[Work instructions] Type out all the records again exactly.

--- Exercise data ---

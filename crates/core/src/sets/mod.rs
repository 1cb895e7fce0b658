//! Set configuration and resolution.

/// Declarative per-set configuration table.
pub mod registry;
/// Type/stage to class name or image path resolution.
pub mod resolver;

pub use registry::{SetConfig, SetRegistry, CLASSIC_SET};
pub use resolver::{resolve_class, Resolution, SetResolver};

---

[Answer box]
filename crates/core/src/sets/mod.rs
repository 1cb895e7fce0b658
//! Set configuration and resolution.

/// Declarative per-set configuration table.
pub mod registry;
/// Type/stage to class name or image path resolution.
pub mod resolver;

pub use registry::{SetConfig, SetRegistry, CLASSIC_SET};
pub use resolver::{resolve_class, Resolution, SetResolver};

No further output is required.